Found a great recipe for bread I’d like to make, but it calls for 1/4 cup nonfat dry milk powder. I only have real milk and going out for powdered milk isn’t an option, so how much should I use?
TIA
Found a great recipe for bread I’d like to make, but it calls for 1/4 cup nonfat dry milk powder. I only have real milk and going out for powdered milk isn’t an option, so how much should I use?
TIA
Most substitution charts I looked at listed
1/4 cup powdered milk, dissolved in enough water to make 1 cup = 1 cup skim milk.
So if it were me, I’d substitute 1 cup of the water in the recipe with 1 cup skim milk.

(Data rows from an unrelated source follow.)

//! Dialer integration for `hyper_util`'s pooled legacy client.
//!
//! [`Connector`] is the client's "dial a connection for this authority"
//! step: it implements `tower_service::Service<http::Uri>`, decodes the
//! hex pool authority produced by [`EndpointUri::to_request_uri`] back
//! into an endpoint, and dispatches to the scheme-appropriate dialer. The
//! pooled client reuses the returned connection for every later request
//! whose (scheme, authority) pool key matches.
//!
//! TLS is not handled at this layer.

use crate::error::{Result, TransportError};
use crate::runtime;
use crate::ssh::{SshDialer, SshStream, SshTunnelConfig};
use crate::unix::UnixDialer;
use crate::uri::{EndpointUri, SUPPORTED_SCHEMES};
use http::Uri;
use hyper_util::client::legacy::connect::{Connected, Connection};
use hyper_util::rt::TokioIo;
use std::future::Future;
use std::path::PathBuf;
use std::pin::Pin;
use std::task::{Context, Poll};
use tokio::io::{AsyncRead, AsyncWrite, ReadBuf};
use tokio::net::{TcpStream, UnixStream};
use tower_service::Service;

/// A live daemon connection, whichever transport produced it.
#[derive(Debug)]
pub enum PodStream {
    /// Direct Unix-socket connection.
    Unix(UnixStream),
    /// Connection through an ssh tunnel (owns the tunnel).
    Ssh(SshStream),
    /// Plain TCP connection.
    Tcp(TcpStream),
}

impl Connection for PodStream {
    fn connected(&self) -> Connected {
        Connected::new()
    }
}

impl AsyncRead for PodStream {
    fn poll_read(
        mut self: Pin<&mut Self>,
        cx: &mut Context<'_>,
        buf: &mut ReadBuf<'_>,
    ) -> Poll<std::io::Result<()>> {
        match &mut *self {
            Self::Unix(stream) => Pin::new(stream).poll_read(cx, buf),
            Self::Ssh(stream) => Pin::new(stream).poll_read(cx, buf),
            Self::Tcp(stream) => Pin::new(stream).poll_read(cx, buf),
        }
    }
}

impl AsyncWrite for PodStream {
    fn poll_write(
        mut self: Pin<&mut Self>,
        cx: &mut Context<'_>,
        buf: &[u8],
    ) -> Poll<std::io::Result<usize>> {
        match &mut *self {
            Self::Unix(stream) => Pin::new(stream).poll_write(cx, buf),
            Self::Ssh(stream) => Pin::new(stream).poll_write(cx, buf),
            Self::Tcp(stream) => Pin::new(stream).poll_write(cx, buf),
        }
    }

    fn poll_flush(mut self: Pin<&mut Self>, cx: &mut Context<'_>) -> Poll<std::io::Result<()>> {
        match &mut *self {
            Self::Unix(stream) => Pin::new(stream).poll_flush(cx),
            Self::Ssh(stream) => Pin::new(stream).poll_flush(cx),
            Self::Tcp(stream) => Pin::new(stream).poll_flush(cx),
        }
    }

    fn poll_shutdown(mut self: Pin<&mut Self>, cx: &mut Context<'_>) -> Poll<std::io::Result<()>> {
        match &mut *self {
            Self::Unix(stream) => Pin::new(stream).poll_shutdown(cx),
            Self::Ssh(stream) => Pin::new(stream).poll_shutdown(cx),
            Self::Tcp(stream) => Pin::new(stream).poll_shutdown(cx),
        }
    }
}

/// Builder for [`Connector`].
#[derive(Default)]
pub struct ConnectorBuilder {
    identity: Option<PathBuf>,
    unix: Option<UnixDialer>,
    tunnel: Option<SshTunnelConfig>,
}

impl ConnectorBuilder {
    /// Out-of-band ssh identity file, validated eagerly at `build`.
    #[must_use]
    pub fn identity(mut self, path: impl Into<PathBuf>) -> Self {
        self.identity = Some(path.into());
        self
    }

    /// Replaces the default Unix dialer (e.g. to set a connect timeout).
    #[must_use]
    pub fn unix_dialer(mut self, dialer: UnixDialer) -> Self {
        self.unix = Some(dialer);
        self
    }

    /// Replaces the default tunnel configuration.
    #[must_use]
    pub fn tunnel_config(mut self, config: SshTunnelConfig) -> Self {
        self.tunnel = Some(config);
        self
    }

    /// Builds the connector.
    ///
    /// The runtime directory fallback is resolved here, once, when no
    /// tunnel config was supplied.
    ///
    /// # Errors
    ///
    /// Returns [`TransportError::IdentityFileNotFound`] for a missing
    /// identity file and I/O errors from runtime-directory resolution.
    pub fn build(self) -> Result<Connector> {
        let tunnel = match self.tunnel {
            Some(config) => config,
            None => SshTunnelConfig::new(runtime::runtime_dir()?),
        };
        let ssh = SshDialer::new(self.identity, tunnel)?;

        Ok(Connector {
            unix: self.unix.unwrap_or_default(),
            ssh,
        })
    }
}

/// Scheme-dispatching dialer for the pooled HTTP client.
#[derive(Clone)]
pub struct Connector {
    unix: UnixDialer,
    ssh: SshDialer,
}

impl Connector {
    /// Connector with default dialers.
    ///
    /// # Errors
    ///
    /// See [`ConnectorBuilder::build`].
    pub fn new() -> Result<Self> {
        Self::builder().build()
    }

    /// Starts a builder.
    #[must_use]
    pub fn builder() -> ConnectorBuilder {
        ConnectorBuilder::default()
    }

    /// The ssh dialer, for explicit tunnel shutdown.
    #[must_use]
    pub fn ssh_dialer(&self) -> &SshDialer {
        &self.ssh
    }

    /// Dials the endpoint encoded in a request URI.
    ///
    /// # Errors
    ///
    /// Returns configuration errors from authority decoding and the
    /// scheme-appropriate dialer's establishment errors, unchanged.
    pub async fn dial(&self, uri: &Uri) -> Result<PodStream> {
        let scheme = uri.scheme_str().unwrap_or_default();
        let authority = uri
            .authority()
            .ok_or_else(|| TransportError::InvalidUri {
                uri: uri.to_string(),
                reason: "missing authority".to_string(),
            })?
            .as_str();

        match scheme {
            "unix" | "http+unix" => {
                let endpoint = EndpointUri::from_pool_authority(authority)?;
                let stream = self.unix.dial(&endpoint).await?;
                Ok(PodStream::Unix(stream))
            }
            "ssh" | "http+ssh" => {
                let endpoint = EndpointUri::from_pool_authority(authority)?;
                let stream = self.ssh.dial(&endpoint).await?;
                Ok(PodStream::Ssh(stream))
            }
            "http" | "tcp" => {
                let stream = TcpStream::connect(authority).await?;
                Ok(PodStream::Tcp(stream))
            }
            other => Err(TransportError::UnsupportedScheme {
                scheme: other.to_string(),
                supported: SUPPORTED_SCHEMES,
            }),
        }
    }
}

impl Service<Uri> for Connector {
    type Response = TokioIo<PodStream>;
    type Error = TransportError;
    type Future = Pin<Box<dyn Future<Output = Result<Self::Response>> + Send>>;

    fn poll_ready(&mut self, _cx: &mut Context<'_>) -> Poll<Result<()>> {
        Poll::Ready(Ok(()))
    }

    fn call(&mut self, uri: Uri) -> Self::Future {
        let connector = self.clone();
        Box::pin(async move { connector.dial(&uri).await.map(TokioIo::new) })
    }
}

#[cfg(test)]
mod tests {
    use super::Connector;
    use crate::error::TransportError;
    use crate::ssh::SshTunnelConfig;

    #[tokio::test]
    async fn rejects_unsupported_request_scheme() {
        let connector = Connector::builder()
            .tunnel_config(SshTunnelConfig::new("/tmp"))
            .build()
            .unwrap();
        let uri: http::Uri = "ftp://host/file".parse().unwrap();
        let err = connector.dial(&uri).await.unwrap_err();
        assert!(matches!(err, TransportError::UnsupportedScheme { .. }));
    }

    #[tokio::test]
    async fn rejects_missing_authority() {
        let connector = Connector::builder()
            .tunnel_config(SshTunnelConfig::new("/tmp"))
            .build()
            .unwrap();
        let uri: http::Uri = "/just/a/path".parse().unwrap();
        let err = connector.dial(&uri).await.unwrap_err();
        assert!(matches!(err, TransportError::InvalidUri { .. }));
    }
}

However, I can’t guarantee that you’ll get the same results with this substitution as you would with just using powdered milk. I’m not a bread-baking expert, but I’ve always been told that powdered milk affects the texture of the end result. OTOH, I have had some cookbooks tell me that the powdered milk is used in bread-machine recipes just because if you’re doing a delayed knead & bake, you don’t want fresh milk sitting there for hours.
Maybe an expert will chime in.
Milk powder helps to make the loaf more moist and soft, but it isn’t really necessary; you could replace some of the water with fresh milk, as Motorgirl suggests - it won’t be the exactly same, but it will probably still work OK.
Can I also replace the sugar with sucralose?
This is a quote from the King Arthur Flour Company. They have some great recipes, too.
StG
I’ve been out of powdered milk before and just replaced the water with milk with no untoward results. I can’t recall, though, if scalding it beforehand really made a difference or not. (Sometimes I did, sometimes I didn’t.)
Probably not; the sugar is often added to give the yeast an initial boost.
Interesting; I didn’t know about the scalding thing, but by pure coincidence, the only times I have ever used liquid milk in a bread recipe, it was UHT from a carton, which is pre-scalded, I suppose.